Post-crash intervention is aimed at maximizing life-saving and injury-reducing treatment and includes improved pre-hospital and emergency trauma care and rehabilitation.

RECOMMENDATIONS

  1. The WMA supports the findings and key recommendations of the WHO’s 2015 Report on road traffic injury prevention and calls for their implementation by its member National Medical Associations and their governments and relevant bodies.
  2. Physicians must view traffic injury as a public health problem and recognize their responsibility in fighting this global problem.
  3. National Medical Associations and their member physicians should work to persuade governments and policy makers of the importance of this issue and should assist in adapting empirical and scientific information into workable policies.
  4. National Medical Associations and physicians should be key players in public education and should include road safety in health promotion activities.
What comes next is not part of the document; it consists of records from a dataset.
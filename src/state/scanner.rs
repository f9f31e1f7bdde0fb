use std::fs;
use std::path::Path;
use walkdir::WalkDir;

use super::data::{is_supported_image, ImageSet};
use crate::error::{Result, ViewerError};

/// Scan a folder for images.
///
/// Only the immediate entries of `directory` are listed. Regular files
/// (symlinks are followed) with a supported extension are kept and sorted
/// by their full path.
///
/// Fails with `NotFound` if the directory does not exist or is not a
/// directory, and `PermissionDenied` if it cannot be read.
pub fn scan(directory: &Path) -> Result<ImageSet> {
    let metadata = fs::metadata(directory).map_err(|e| ViewerError::from_io(directory, e))?;
    if !metadata.is_dir() {
        return Err(ViewerError::NotFound(directory.to_path_buf()));
    }

    let mut paths = Vec::new();

    for entry in WalkDir::new(directory)
        .min_depth(1)
        .max_depth(1)
        .follow_links(true)
    {
        let entry = match entry {
            Ok(entry) => entry,
            // The folder itself could not be listed
            Err(err) if err.depth() == 0 => {
                let source = err
                    .into_io_error()
                    .unwrap_or_else(|| std::io::Error::other("directory loop"));
                return Err(ViewerError::from_io(directory, source));
            }
            Err(err) => {
                log::warn!("Skipping unreadable entry in {}: {}", directory.display(), err);
                continue;
            }
        };

        if !entry.file_type().is_file() {
            continue;
        }

        // WalkDir joins the entry name onto `directory`
        let path = entry.into_path();
        if is_supported_image(&path) {
            paths.push(path);
        }
    }

    let images = ImageSet::from_paths(paths);
    log::info!("Scanned {}: {} images", directory.display(), images.len());

    Ok(images)
}

#[cfg(test)]
mod tests {
    use super::*;
    use std::fs::File;
    use tempfile::TempDir;

    fn touch(dir: &Path, name: &str) {
        File::create(dir.join(name)).unwrap();
    }

    #[test]
    fn test_scan_filters_and_sorts() {
        let temp_dir = TempDir::new().unwrap();
        for name in ["c.gif", "a.png", "b.JPG", "notes.txt", "d.jpeg", "e.bmp", "noext"] {
            touch(temp_dir.path(), name);
        }

        let images = scan(temp_dir.path()).unwrap();
        let names: Vec<_> = images
            .iter()
            .map(|p| p.file_name().unwrap().to_string_lossy().to_string())
            .collect();

        assert_eq!(names, vec!["a.png", "b.JPG", "c.gif", "d.jpeg", "e.bmp"]);

        // Every path is rooted in the scanned folder
        assert!(images.iter().all(|p| p.parent() == Some(temp_dir.path())));

        // Ascending by full path string
        let paths: Vec<_> = images.iter().collect();
        for pair in paths.windows(2) {
            assert!(pair[0].as_os_str() <= pair[1].as_os_str());
        }
    }

    #[test]
    fn test_scan_is_not_recursive() {
        let temp_dir = TempDir::new().unwrap();
        touch(temp_dir.path(), "top.png");

        let nested = temp_dir.path().join("nested");
        fs::create_dir(&nested).unwrap();
        touch(&nested, "deep.png");

        // A directory named like an image is not an image
        fs::create_dir(temp_dir.path().join("folder.png")).unwrap();

        let images = scan(temp_dir.path()).unwrap();
        assert_eq!(images.len(), 1);
        assert_eq!(images.get(0), Some(temp_dir.path().join("top.png").as_path()));
    }

    #[test]
    fn test_scan_empty_directory() {
        let temp_dir = TempDir::new().unwrap();
        let images = scan(temp_dir.path()).unwrap();
        assert!(images.is_empty());
    }

    #[test]
    fn test_scan_missing_directory() {
        let temp_dir = TempDir::new().unwrap();
        let missing = temp_dir.path().join("gone");

        let err = scan(&missing).unwrap_err();
        assert!(matches!(err, ViewerError::NotFound(p) if p == missing));
    }

    #[test]
    fn test_scan_file_instead_of_directory() {
        let temp_dir = TempDir::new().unwrap();
        touch(temp_dir.path(), "a.png");

        let err = scan(&temp_dir.path().join("a.png")).unwrap_err();
        assert!(matches!(err, ViewerError::NotFound(_)));
    }
}
/// Thumbnail generation for the image grid
///
/// Thumbnails are decoded with the `image` crate and kept in memory as
/// RGBA pixels; nothing is cached on disk.
use image::imageops::FilterType;
use std::path::{Path, PathBuf};
use tokio::task;

use crate::error::{Result, ViewerError};

/// Default edge length of generated thumbnails (square bound)
pub const THUMBNAIL_SIZE: u32 = 64;

/// A decoded, downsized image ready to hand to the UI
#[derive(Clone)]
pub struct Thumbnail {
    pub path: PathBuf,
    pub width: u32,
    pub height: u32,
    /// Raw RGBA pixel data (4 bytes per pixel)
    pub rgba: Vec<u8>,
}

impl std::fmt::Debug for Thumbnail {
    fn fmt(&self, f: &mut std::fmt::Formatter<'_>) -> std::fmt::Result {
        f.debug_struct("Thumbnail")
            .field("path", &self.path)
            .field("width", &self.width)
            .field("height", &self.height)
            .finish()
    }
}

/// Generate a thumbnail off the UI thread
///
/// Errors are flattened to strings so the result can travel in a message.
pub async fn load_thumbnail(path: PathBuf, size: u32) -> std::result::Result<Thumbnail, String> {
    // Spawn blocking because decoding is CPU-intensive
    task::spawn_blocking(move || generate_thumbnail(&path, size).map_err(|e| e.to_string()))
        .await
        .map_err(|e| format!("Task join error: {}", e))?
}

/// Decode `path` and shrink it to fit a `size` x `size` box, keeping aspect ratio
pub fn generate_thumbnail(path: &Path, size: u32) -> Result<Thumbnail> {
    let img = image::open(path).map_err(|source| match source {
        image::ImageError::IoError(err) => ViewerError::from_io(path, err),
        source => ViewerError::Decode {
            path: path.to_path_buf(),
            source,
        },
    })?;

    // Never upscale small images
    let thumbnail = if img.width() > size || img.height() > size {
        img.resize(size, size, FilterType::Triangle)
    } else {
        img
    };

    let rgba = thumbnail.to_rgba8();
    let (width, height) = rgba.dimensions();

    Ok(Thumbnail {
        path: path.to_path_buf(),
        width,
        height,
        rgba: rgba.into_raw(),
    })
}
  5. Physicians should be involved in the collection and analysis of data regarding road crashes and concomitant injuries, including injury surveillance systems.
  6. Physicians should work toward changing the public attitude of road travel, including pressing for improved public transportation, bicycle paths and proper sidewalks to encourage less car use and the adoption of healthier options such as walking and cycling.
  7. Physicians should address the human factor and medical reasons for road crashes, including, but not limited to, the use of prescription drugs or medical conditions that may impair driving ability, and explore ways to prevent and reduce the severity of injuries.
  8. Physicians should lobby for the implementation and enforcement of the measures listed above, which have been shown to decrease the risk and severity of vehicle crashes, and the evaluation of their impact.
  9. National Medical Associations and their member physicians should encourage the research and development of improved training systems and medical care at all stages, including effective communication and transport systems to locate and evacuate the victims, emergency medical care systems to provide life-saving first aid services, and expert trauma and rehabilitative care, and should lobby for increased resources to help provide these services.